La vie d'Adèle d'Abdellatif Kechiche( 2013)
« La perception d'une chose c'est la chose moins quelque chose qui ne m'intéresse pas. »
Gilles Deleuze cours de janvier 1981 sur Matière et mémoire de Bergson
Est-ce Adèle ( jouée par Adèle Exarchopoulos)ou La vie d'Adèle qui m'obsède ?
La bouche hébétée mais aussi le regard enfantin mais aussi le visage rond mais aussi le corps aux courbes si pleines et la peau qui rosit à peine effleurée par le plaisir de l'émotion, la caresse ou marquée par la déflagration de l'émotion, la gifle.
Adèle et l'oralité qui me dérange quand elle enfourne ses pâtes dans une bouche barbouillée de sauce tomate, quand elle rote, quand elle tend sa bouche indécemment vers la caméra, vers moi, vers le monde. Qui me dérange – parfois avec bonheur- dans la façon dont elle est filmée. Car Abdellatif Kechiche fait de moi, spectateur, le matériau conducteur des sensations et des émotions à l'écran- l'image vient se frotter à moi- matière, concentré d'atomes mais ce transfert de sensations et d' émotions ne provoque pas assez d'électricité, le courant alternatif me bringuebale du positif au négatif et du négatif au positif.
Car j'ai aimé et je n'ai pas aimé La vie d'Adèle.
Je l'ai rejeté pour de multiples raisons.

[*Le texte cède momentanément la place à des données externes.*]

//! Logical connections over the backend drivers.

use std::sync::Arc;

use tracing::debug;

use crate::error::DataAccessError;
use crate::provider::Provider;
use crate::reader::MaterializedResult;
use crate::transaction::Transaction;
use crate::types::SqlValue;

/// The live backend-driver handle, as opposed to the logical [`Connection`]
/// that may outlive several of them.
pub enum PhysicalConnection {
    #[cfg(feature = "sqlite")]
    Sqlite(rusqlite::Connection),
    #[cfg(feature = "mysql")]
    MySql(mysql::Conn),
}

impl std::fmt::Debug for PhysicalConnection {
    fn fmt(&self, f: &mut std::fmt::Formatter<'_>) -> std::fmt::Result {
        match self {
            #[cfg(feature = "sqlite")]
            Self::Sqlite(_) => f.debug_tuple("Sqlite").finish(),
            #[cfg(feature = "mysql")]
            Self::MySql(_) => f.debug_tuple("MySql").finish(),
        }
    }
}

impl PhysicalConnection {
    pub(crate) fn query(
        &mut self,
        sql: &str,
        params: &[(String, SqlValue)],
    ) -> Result<MaterializedResult, DataAccessError> {
        match self {
            #[cfg(feature = "sqlite")]
            Self::Sqlite(conn) => crate::sqlite::run_query(conn, sql, params),
            #[cfg(feature = "mysql")]
            Self::MySql(conn) => crate::mysql::run_query(conn, sql, params),
        }
    }

    pub(crate) fn execute(
        &mut self,
        sql: &str,
        params: &[(String, SqlValue)],
    ) -> Result<usize, DataAccessError> {
        match self {
            #[cfg(feature = "sqlite")]
            Self::Sqlite(conn) => crate::sqlite::run_execute(conn, sql, params),
            #[cfg(feature = "mysql")]
            Self::MySql(conn) => crate::mysql::run_execute(conn, sql, params),
        }
    }

    pub(crate) fn execute_batch(&mut self, sql: &str) -> Result<(), DataAccessError> {
        match self {
            #[cfg(feature = "sqlite")]
            Self::Sqlite(conn) => Ok(conn.execute_batch(sql)?),
            #[cfg(feature = "mysql")]
            Self::MySql(conn) => crate::mysql::run_batch(conn, sql),
        }
    }

    /// Driver-native last-inserted-id, when the backend tracks one.
    pub(crate) fn last_insert_id(&mut self) -> Option<i64> {
        match self {
            #[cfg(feature = "sqlite")]
            Self::Sqlite(conn) => Some(conn.last_insert_rowid()),
            #[cfg(feature = "mysql")]
            Self::MySql(conn) => {
                let id = conn.last_insert_id();
                (id != 0).then_some(id as i64)
            }
        }
    }

    /// Apply a per-command timeout; values of zero or below keep the backend
    /// default.
    pub(crate) fn set_timeout(&mut self, seconds: i32) -> Result<(), DataAccessError> {
        if seconds <= 0 {
            return Ok(());
        }
        match self {
            #[cfg(feature = "sqlite")]
            Self::Sqlite(conn) => {
                conn.busy_timeout(std::time::Duration::from_secs(seconds as u64))?;
                Ok(())
            }
            #[cfg(feature = "mysql")]
            Self::MySql(conn) => crate::mysql::set_timeout(conn, seconds),
        }
    }
}

/// Logical connection: wraps one physical backend connection plus its
/// connection string, current/original database names, and the optional
/// attached transaction.
#[derive(Debug)]
pub struct Connection {
    provider: Arc<dyn Provider>,
    pub(crate) physical: Option<PhysicalConnection>,
    connection_string: String,
    database: String,
    original_database: String,
    transaction: Option<Transaction>,
}

impl Connection {
    pub(crate) fn new(provider: Arc<dyn Provider>, connection_string: impl Into<String>) -> Self {
        let connection_string = connection_string.into();
        let database = provider.initial_database(&connection_string);
        Self {
            provider,
            physical: None,
            connection_string,
            original_database: database.clone(),
            database,
            transaction: None,
        }
    }

    #[must_use]
    pub fn is_open(&self) -> bool {
        self.physical.is_some()
    }

    #[must_use]
    pub fn provider(&self) -> &Arc<dyn Provider> {
        &self.provider
    }

    #[must_use]
    pub fn connection_string(&self) -> &str {
        &self.connection_string
    }

    #[must_use]
    pub fn database(&self) -> &str {
        &self.database
    }

    #[must_use]
    pub fn original_database(&self) -> &str {
        &self.original_database
    }

    #[must_use]
    pub fn transaction(&self) -> Option<&Transaction> {
        self.transaction.as_ref()
    }

    /// Open the physical connection. No-op when already open.
    ///
    /// # Errors
    ///
    /// Returns a `ConnectionError` when the backend is unreachable.
    pub fn open(&mut self) -> Result<(), DataAccessError> {
        if self.physical.is_none() {
            self.physical = Some(
                self.provider
                    .open_physical(&self.connection_string, &self.database)?,
            );
        }
        Ok(())
    }

    /// Close the physical connection. No-op when already closed. Any attached
    /// transaction is detached without touching the backend (the driver rolls
    /// back on drop).
    pub fn close(&mut self) {
        self.physical = None;
        self.transaction = None;
    }

    /// Switch to another database, or back to the original when `name` is
    /// `None`. Reopens the physical connection if needed.
    ///
    /// # Errors
    ///
    /// Propagates backend failures from the switch.
    pub fn change_database(&mut self, name: Option<&str>) -> Result<(), DataAccessError> {
        let target = name.unwrap_or(&self.original_database).to_string();
        self.open()?;
        // SQLite has no database-switch statement; the database is the file
        // itself, so reopen against the new path instead.
        let reopen = match self.physical.as_ref() {
            #[cfg(feature = "sqlite")]
            Some(PhysicalConnection::Sqlite(_)) => true,
            _ => false,
        };
        if reopen {
            self.physical = Some(self.provider.open_physical(&self.connection_string, &target)?);
        } else {
            match self.physical.as_mut() {
                #[cfg(feature = "mysql")]
                Some(PhysicalConnection::MySql(conn)) => {
                    crate::mysql::change_database(conn, &target)?;
                }
                _ => {
                    return Err(DataAccessError::ConnectionError(
                        "connection is not open".to_string(),
                    ));
                }
            }
        }
        self.database = target;
        Ok(())
    }

    /// Begin a transaction. If one is already active, it is returned as-is
    /// rather than failing.
    ///
    /// # Errors
    ///
    /// Propagates backend failures from the begin statement.
    pub fn begin_transaction(&mut self) -> Result<&Transaction, DataAccessError> {
        let already_active = self.transaction.as_ref().is_some_and(Transaction::is_active);
        if already_active {
            debug!("begin_transaction: transaction already active, returning existing");
        } else {
            self.open()?;
            let begin = self.provider.create_dialect().begin_transaction_statement();
            self.raw_execute(begin)?;
            let mut tx = Transaction::new();
            tx.activate();
            self.transaction = Some(tx);
        }
        self.transaction
            .as_ref()
            .ok_or_else(|| DataAccessError::Other("transaction was not attached".to_string()))
    }

    /// Commit the attached transaction. No-op when none is active.
    ///
    /// # Errors
    ///
    /// Propagates backend failures from the commit statement.
    pub fn commit(&mut self) -> Result<(), DataAccessError> {
        self.finish_transaction(true)
    }

    /// Roll back the attached transaction. No-op when none is active.
    ///
    /// # Errors
    ///
    /// Propagates backend failures from the rollback statement.
    pub fn rollback(&mut self) -> Result<(), DataAccessError> {
        self.finish_transaction(false)
    }

    fn finish_transaction(&mut self, commit: bool) -> Result<(), DataAccessError> {
        let Some(tx) = self.transaction.as_mut() else {
            return Ok(());
        };
        if tx.complete(commit) {
            let statement = if commit { "COMMIT" } else { "ROLLBACK" };
            self.raw_execute(statement)?;
        }
        Ok(())
    }

    /// Execute a multi-statement script.
    ///
    /// # Errors
    ///
    /// Propagates backend failures.
    pub fn execute_batch(&mut self, sql: &str) -> Result<(), DataAccessError> {
        self.open()?;
        self.raw_execute(sql)
    }

    fn raw_execute(&mut self, sql: &str) -> Result<(), DataAccessError> {
        match self.physical.as_mut() {
            Some(physical) => {
                physical.execute_batch(sql)?;
                Ok(())
            }
            None => Err(DataAccessError::ConnectionError(
                "connection is not open".to_string(),
            )),
        }
    }

    /// Independent connection sharing the same connection string, produced
    /// through the owning provider rather than by sharing the handle.
    ///
    /// # Errors
    ///
    /// Propagates provider failures.
    pub fn clone_connection(&self) -> Result<Connection, DataAccessError> {
        Ok(Connection::new(
            self.provider.clone(),
            self.connection_string.clone(),
        ))
    }

    /// Close the physical connection, detach the transaction, and clear
    /// cached state. Safe to call any number of times.
    pub fn dispose(&mut self) {
        self.close();
    }
}
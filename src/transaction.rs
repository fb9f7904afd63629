/// Lifecycle states of a connection-attached transaction.
#[derive(Debug, Clone, Copy, PartialEq, Eq)]
pub enum TransactionState {
    Idle,
    Active,
    Committed,
    RolledBack,
}

/// A transaction attached to one connection.
///
/// `Committed` and `RolledBack` are terminal; completing a terminal
/// transaction again is a no-op.
#[derive(Debug, Clone)]
pub struct Transaction {
    state: TransactionState,
}

impl Transaction {
    #[must_use]
    pub(crate) fn new() -> Self {
        Self {
            state: TransactionState::Idle,
        }
    }

    #[must_use]
    pub fn state(&self) -> TransactionState {
        self.state
    }

    #[must_use]
    pub fn is_active(&self) -> bool {
        self.state == TransactionState::Active
    }

    #[must_use]
    pub fn is_terminal(&self) -> bool {
        matches!(
            self.state,
            TransactionState::Committed | TransactionState::RolledBack
        )
    }

    /// Move `Idle -> Active`. Returns whether the transition happened.
    pub(crate) fn activate(&mut self) -> bool {
        if self.state == TransactionState::Idle {
            self.state = TransactionState::Active;
            true
        } else {
            false
        }
    }

    /// Move `Active` to a terminal state. Returns whether the backend should
    /// be told; terminal transactions swallow the second call.
    pub(crate) fn complete(&mut self, commit: bool) -> bool {
        if self.state == TransactionState::Active {
            self.state = if commit {
                TransactionState::Committed
            } else {
                TransactionState::RolledBack
            };
            true
        } else {
            false
        }
    }
}

#[cfg(test)]
mod tests {
    use super::*;

    #[test]
    fn commit_is_terminal_and_idempotent() {
        let mut tx = Transaction::new();
        assert!(tx.activate());
        assert!(tx.complete(true));
        assert!(!tx.complete(true));
        assert!(!tx.complete(false));
        assert_eq!(tx.state(), TransactionState::Committed);
    }

    #[test]
    fn activate_twice_is_rejected() {
        let mut tx = Transaction::new();
        assert!(tx.activate());
        assert!(!tx.activate());
    }
}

Trop de clichés, sur les deux familles tout d'abord - celle d'Adèle, du côté des cadres moyens, mange en regardant « questions pour un champion » et sert des discours d'un autre temps sur la sécurité que donne un vrai travail / celle d'Emma, plus bourgeoise n'est pas mieux traitée avec la mère et le beau-père au regard lubrique prônant l'art et la bonne chère à tout prix. Et puis les clichés sur l'art justement, et le rôle qu'il doit jouer, à travers les paroles saisies dans les cours au lycée et dans les romans étudiés- dont La vie de Marianne de Marivaux et ces mots qu'une lycéenne répète tant ils sont censés lui révéler quelque chose d'essentiel « car je suis femme », sans oublier les portes ouvertes qu'enfoncent les étudiants aux Beaux- Arts lors de la soirée d' anniversaire d'Emma. Toutes ces grandes vérités exprimées de façon si pontifiante que je m'agace et finit par rejeter ce qui pourrait m 'émouvoir, à savoir l'extrême naïveté de ces discours de jeunes gens qui découvrent et apprennent à mettre en voix ce qui résonne en eux.
Pourquoi donc ce mouvement de rejet ?
Est-ce parce que je ne sens pas de regard bienveillant derrière la caméra ? Ou bien parce que cette caméra intrusive et directive ne me laisse pas assez de place à moi spectateur ? Les très gros plans sur Adèle me montrent les larmes, la morve- trop de morve- une bouche avide de consolation- la caisse de barres chocolatées sous le lit, car une adolescente se console forcément en bouffant ! - et d'abandon, mais je ne parviens ni à l'aimer ni à m'intéresser, ni à m'identifier à elle, pourtant Kechiche l'a filmée de telle façon que j'entre en elle, que je sois elle... Ce personnage que le réalisateur ne laisse pas assez libre pour que je puisse fantasmer ce qu'il pourrait être ou devenir.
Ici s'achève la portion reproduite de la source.